Saturday September 13, 2008

The bill, which was overwhelmingly supported by the small business community and professional employer organizations (PEOs), modernizes 1997 statutes for the 200 PEOs registered in Colorado. The new law will provide more security to the thousands of Colorado small businesses who outsource human resource management, employee benefits, payroll and workers’ compensation to a PEO.

“PEOs provide a cost effective option for small business owners and their workforce who would not otherwise have access to benefits such as health insurance and retirement savings plans,” said Scanlan. “This legislation protects small owners and allows them the time to concentrate on what they do best: build their business.”
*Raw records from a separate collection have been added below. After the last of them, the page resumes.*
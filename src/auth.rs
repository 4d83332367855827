//! Account lifecycle engine
//!
//! One method per account operation: registration, login/logout, email
//! verification, resend, and the two halves of password reset. The engine
//! holds no HTTP state; handlers pass session ids in and get typed results
//! back. All shared mutation goes through the store traits, and no store
//! write is pending while the mailer runs.

use chrono::{Duration, Utc};

use crate::crypto::{generate_token, hash_password, verify_password};
use crate::email::Mailer;
use crate::error::AuthError;
use crate::store::{
    Account, AccountId, AccountStore, NewAccount, Role, Session, SessionId, SessionStore, Token,
    TokenPurpose,
};

/// How long a verification link stays valid
pub const VERIFY_TOKEN_TTL_HOURS: i64 = 24;
/// How long a reset link stays valid
pub const RESET_TOKEN_TTL_MINUTES: i64 = 60;

/// Minimum password length
pub const MIN_PASSWORD_LENGTH: usize = 8;
/// Maximum password length
pub const MAX_PASSWORD_LENGTH: usize = 80;

const MIN_USERNAME_LENGTH: usize = 3;
const MAX_USERNAME_LENGTH: usize = 30;

/// Registration request
#[derive(Debug, Clone)]
pub struct RegisterInput {
    pub username: String,
    pub email: String,
    pub password: String,
    pub password_confirmation: String,
    /// Optional role hint; only "user" and "artist" are accepted
    pub role_hint: Option<String>,
}

/// Successful registration result
#[derive(Debug, Clone)]
pub struct Registration {
    pub account_id: AccountId,
    /// Whether the verification email was dispatched; false is a soft
    /// warning, the account exists either way and a resend is possible
    pub email_sent: bool,
}

/// Whose verification email should be resent
#[derive(Debug, Clone)]
pub enum ResendTarget {
    /// The authenticated session's account
    Account(AccountId),
    /// A bare email address, when no session exists
    Email(String),
}

/// The account lifecycle engine
pub struct AuthService<A, S, M> {
    accounts: A,
    sessions: S,
    mailer: M,
}

impl<A, S, M> AuthService<A, S, M>
where
    A: AccountStore,
    S: SessionStore,
    M: Mailer,
{
    pub fn new(accounts: A, sessions: S, mailer: M) -> Self {
        Self {
            accounts,
            sessions,
            mailer,
        }
    }

    /// Register a new, unverified account and stage its verification token.
    ///
    /// Uniqueness is enforced by the store's constraints, so a conflicting
    /// concurrent registration surfaces as `Conflict` rather than a duplicate
    /// row. The verification email is attempted only after both writes have
    /// committed.
    pub fn register(&self, input: RegisterInput) -> Result<Registration, AuthError> {
        validate_username(&input.username)?;
        validate_email(&input.email)?;
        validate_password(&input.password)?;
        if input.password != input.password_confirmation {
            return Err(AuthError::validation("Passwords do not match"));
        }
        let role = parse_role_hint(input.role_hint.as_deref())?;

        let password_hash = hash_password(&input.password).map_err(AuthError::internal)?;

        let account_id = self.accounts.create_account(NewAccount {
            username: input.username,
            email: input.email.clone(),
            password_hash,
            role,
        })?;

        let token = self.issue_token(account_id, TokenPurpose::Verify)?;

        let email_sent = match self.mailer.send_verification(&input.email, &token.value) {
            Ok(()) => true,
            Err(err) => {
                tracing::warn!(email = %input.email, error = %err, "Verification email failed");
                false
            }
        };

        Ok(Registration {
            account_id,
            email_sent,
        })
    }

    /// Authenticate by username or email and open a session.
    ///
    /// Unknown identifier and wrong password yield the same error; nothing in
    /// the response reveals whether the account exists. Unverified accounts
    /// may log in — verification gates feature access, not login.
    pub fn login(&self, identifier: &str, password: &str) -> Result<Session, AuthError> {
        let account = self
            .accounts
            .find_account(identifier)?
            .ok_or(AuthError::InvalidCredentials)?;

        let valid = verify_password(password, &account.password_hash)
            .map_err(AuthError::internal)?;
        if !valid {
            return Err(AuthError::InvalidCredentials);
        }

        let session = self.sessions.create(&account)?;
        tracing::info!(account_id = account.id.0, role = account.role.as_str(), "Login");
        Ok(session)
    }

    /// Destroy a session. Idempotent; an unknown id is not an error.
    pub fn logout(&self, session_id: &SessionId) -> Result<(), AuthError> {
        self.sessions.delete(session_id)
    }

    /// Look up the session behind an id, if any
    pub fn current_session(&self, session_id: &SessionId) -> Result<Option<Session>, AuthError> {
        self.sessions.get(session_id)
    }

    /// Consume a verification token and mark the owning account verified.
    ///
    /// Consumption is the atomic gate: of two concurrent calls with the same
    /// token, exactly one passes the compare-and-set. `mark_verified` is
    /// idempotent, and a consumed token whose owner is still unverified marks
    /// a write that failed between the two store calls — every later attempt
    /// with that token re-applies `mark_verified` before reporting reuse, so
    /// a retry converges instead of stranding the account.
    pub fn verify_email(&self, token_value: &str) -> Result<(), AuthError> {
        let token = self
            .accounts
            .find_token(token_value)?
            .ok_or(AuthError::TokenNotFound)?;
        if token.purpose != TokenPurpose::Verify {
            return Err(AuthError::TokenNotFound);
        }
        if token.consumed {
            return Err(self.repair_verification(token.account_id));
        }
        if token.is_expired(Utc::now()) {
            return Err(AuthError::TokenExpired);
        }

        if !self.accounts.consume_token(&token.value)? {
            // Lost a race since the read: consumed by a concurrent winner,
            // or expired between the check and the compare-and-set.
            return Err(match self.accounts.find_token(token_value)? {
                Some(current) if current.consumed => {
                    self.repair_verification(current.account_id)
                }
                _ => AuthError::TokenExpired,
            });
        }
        self.accounts.mark_verified(token.account_id)?;

        tracing::info!(account_id = token.account_id.0, "Email verified");
        Ok(())
    }

    /// Issue and send a fresh verification token.
    ///
    /// Already-verified accounts and unknown emails are success-shaped no-ops
    /// returning `false`. Prior unconsumed verification tokens are purged so
    /// only the newest link stays live. The returned bool reports whether the
    /// email was dispatched.
    pub fn resend_verification(&self, target: ResendTarget) -> Result<bool, AuthError> {
        let account = match self.resolve_target(target)? {
            Some(account) => account,
            None => return Ok(false),
        };

        if account.email_verified {
            return Ok(false);
        }

        self.accounts.purge_tokens(account.id, TokenPurpose::Verify)?;
        let token = self.issue_token(account.id, TokenPurpose::Verify)?;

        match self.mailer.send_verification(&account.email, &token.value) {
            Ok(()) => Ok(true),
            Err(err) => {
                tracing::warn!(email = %account.email, error = %err, "Verification email failed");
                Ok(false)
            }
        }
    }

    /// Stage a password reset.
    ///
    /// Always success-shaped: an unknown email returns `Ok(())` just like a
    /// known one, and a mailer failure is only logged, so the response gives
    /// no account-enumeration signal.
    pub fn request_password_reset(&self, email: &str) -> Result<(), AuthError> {
        let account = match self.accounts.find_account_by_email(email)? {
            Some(account) => account,
            None => {
                tracing::debug!("Password reset requested for unknown email");
                return Ok(());
            }
        };

        self.accounts.purge_tokens(account.id, TokenPurpose::Reset)?;
        let token = self.issue_token(account.id, TokenPurpose::Reset)?;

        if let Err(err) = self.mailer.send_password_reset(&account.email, &token.value) {
            tracing::warn!(email = %account.email, error = %err, "Reset email failed");
        }

        Ok(())
    }

    /// Complete a password reset with a valid reset token.
    ///
    /// The token is gated by the same compare-and-set as verification, so a
    /// reset link grants exactly one password change. Validation and hashing
    /// both happen before consumption; only the final store write stands
    /// between consuming the token and the new hash landing. No session is
    /// created; the user logs in with the new password.
    pub fn complete_password_reset(
        &self,
        token_value: &str,
        new_password: &str,
        confirmation: &str,
    ) -> Result<(), AuthError> {
        validate_password(new_password)?;
        if new_password != confirmation {
            return Err(AuthError::validation("Passwords do not match"));
        }

        let token = self.checked_token(token_value, TokenPurpose::Reset)?;

        // Hash before consuming so a hashing failure cannot burn the token
        let password_hash = hash_password(new_password).map_err(AuthError::internal)?;

        if !self.accounts.consume_token(&token.value)? {
            // Lost a race since the read; re-classify for the precise error
            self.checked_token(token_value, TokenPurpose::Reset)?;
            return Err(AuthError::TokenAlreadyUsed);
        }
        self.accounts.update_password(token.account_id, &password_hash)?;

        tracing::info!(account_id = token.account_id.0, "Password reset");
        Ok(())
    }

    fn resolve_target(&self, target: ResendTarget) -> Result<Option<Account>, AuthError> {
        match target {
            ResendTarget::Account(id) => self.accounts.get_account(id),
            ResendTarget::Email(email) => self.accounts.find_account_by_email(&email),
        }
    }

    /// Handle a consumed verification token: if its owner never received the
    /// verified flag, the earlier attempt failed between consuming the token
    /// and updating the account — re-apply the idempotent update so the
    /// account converges, then report the reuse.
    fn repair_verification(&self, account_id: AccountId) -> AuthError {
        match self.accounts.get_account(account_id) {
            Ok(Some(account)) if !account.email_verified => {
                tracing::warn!(account_id = account_id.0, "Re-applying interrupted verification");
                match self.accounts.mark_verified(account_id) {
                    Ok(()) => AuthError::TokenAlreadyUsed,
                    Err(err) => err,
                }
            }
            Ok(_) => AuthError::TokenAlreadyUsed,
            Err(err) => err,
        }
    }

    /// Load a token and check purpose, consumption and expiry.
    /// Purpose mismatches read as not-found so a reset link can't probe
    /// verification state or vice versa.
    fn checked_token(&self, value: &str, purpose: TokenPurpose) -> Result<Token, AuthError> {
        let token = self
            .accounts
            .find_token(value)?
            .ok_or(AuthError::TokenNotFound)?;

        if token.purpose != purpose {
            return Err(AuthError::TokenNotFound);
        }
        if token.consumed {
            return Err(AuthError::TokenAlreadyUsed);
        }
        if token.is_expired(Utc::now()) {
            return Err(AuthError::TokenExpired);
        }

        Ok(token)
    }

    fn issue_token(&self, account_id: AccountId, purpose: TokenPurpose) -> Result<Token, AuthError> {
        let now = Utc::now();
        let ttl = match purpose {
            TokenPurpose::Verify => Duration::hours(VERIFY_TOKEN_TTL_HOURS),
            TokenPurpose::Reset => Duration::minutes(RESET_TOKEN_TTL_MINUTES),
        };
        let token = Token {
            value: generate_token(),
            account_id,
            purpose,
            issued_at: now,
            expires_at: now + ttl,
            consumed: false,
        };
        self.accounts.insert_token(token.clone())?;
        Ok(token)
    }
}

fn validate_username(username: &str) -> Result<(), AuthError> {
    if username.len() < MIN_USERNAME_LENGTH || username.len() > MAX_USERNAME_LENGTH {
        return Err(AuthError::validation(format!(
            "Username must be {} to {} characters",
            MIN_USERNAME_LENGTH, MAX_USERNAME_LENGTH
        )));
    }
    if !username
        .chars()
        .all(|c| c.is_ascii_alphanumeric() || c == '_' || c == '-')
    {
        return Err(AuthError::validation(
            "Username may only contain letters, digits, '_' and '-'",
        ));
    }
    Ok(())
}

fn validate_email(email: &str) -> Result<(), AuthError> {
    let mut parts = email.split('@');
    let valid = match (parts.next(), parts.next(), parts.next()) {
        (Some(local), Some(domain), None) => {
            !local.is_empty()
                && domain.contains('.')
                && !domain.starts_with('.')
                && !domain.ends_with('.')
                && !email.chars().any(char::is_whitespace)
        }
        _ => false,
    };
    if valid {
        Ok(())
    } else {
        Err(AuthError::validation("Invalid email address"))
    }
}

fn validate_password(password: &str) -> Result<(), AuthError> {
    if password.len() < MIN_PASSWORD_LENGTH {
        return Err(AuthError::validation(format!(
            "Password must be at least {} characters",
            MIN_PASSWORD_LENGTH
        )));
    }
    if password.len() > MAX_PASSWORD_LENGTH {
        return Err(AuthError::validation(format!(
            "Password must be at most {} characters",
            MAX_PASSWORD_LENGTH
        )));
    }
    Ok(())
}

fn parse_role_hint(hint: Option<&str>) -> Result<Role, AuthError> {
    match hint {
        None => Ok(Role::User),
        Some("user") => Ok(Role::User),
        Some("artist") => Ok(Role::Artist),
        // Admin accounts are provisioned out of band, never self-assigned
        Some(_) => Err(AuthError::validation("Invalid role")),
    }
}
A small business will contract with a PEO to help manage increasingly complex employee related matters such as health benefits, safety management, workers’ compensation claims, payroll, payroll tax compliance, unemployment insurance claims and provide expertise in human resources management. However, unlike other states, PEOs were largely unregulated in Colorado until now.

“While Colorado recognizes PEOs, the current law did not require them to secure a license from the state, file audited financial statements each year or maintain a minimum of working capital,” said Arthur L. Geiger, president and CEO of Avitus Group. Geiger, a PEO operating in CO who helped coordinate industry support of the new law, explained that these requirements are important in protecting businesses and their employees from misleading representations.

In a PEO arrangement, employer responsibilities are shared between the PEO and the small business owner. PEOs use their own tax ID to submit payroll records and file taxes, offer benefits, and secure workers’ compensation insurance. They also assume liability for the client’s employment practices, employee handbooks and compliance with all federal and state labor regulations.

“On behalf of the of the professional employer organization industry and the thousands of Colorado businesses using a PEO, we want to thank Gov. Ritter, Rep. Scanlan and the Colorado legislative champions for moving this vital piece of legislation forward,” said Milan P. Yager, executive vice president of the National Association of Professional Employers (NAPEO). “This legislation creates a responsible regulatory framework for unemployment insurance reporting and shields small businesses against unnecessary compensation litigation.”

The bill was the result of a review process undertaken by the industry’s national trade association, National Association of Professional Employer Organizations (NAPEO), including its members, PEOs that are non-members, the Colorado Department of Labor and Employment (CDLE), and other business organizations.

About NAPEO

NAPEO, the National Association of Professional Employer Organizations, is the recognized “Voice of the PEO Industry(R).” NAPEO is the largest trade association for professional employer organizations nationwide. NAPEO has nearly 400 PEO members operating in all 50 states, representing approximately 90 percent of the revenues of the $63 billion industry. PEOs enable clients to cost-effectively outsource the management of human resources, employee benefits, payroll and workers’ compensation allowing clients to focus on their core competencies to maintain and grow their bottom line. To learn more about the PEO industry and how PEOs contribute to small businesses’ success, visit the NAPEO Web site: www.napeo.org.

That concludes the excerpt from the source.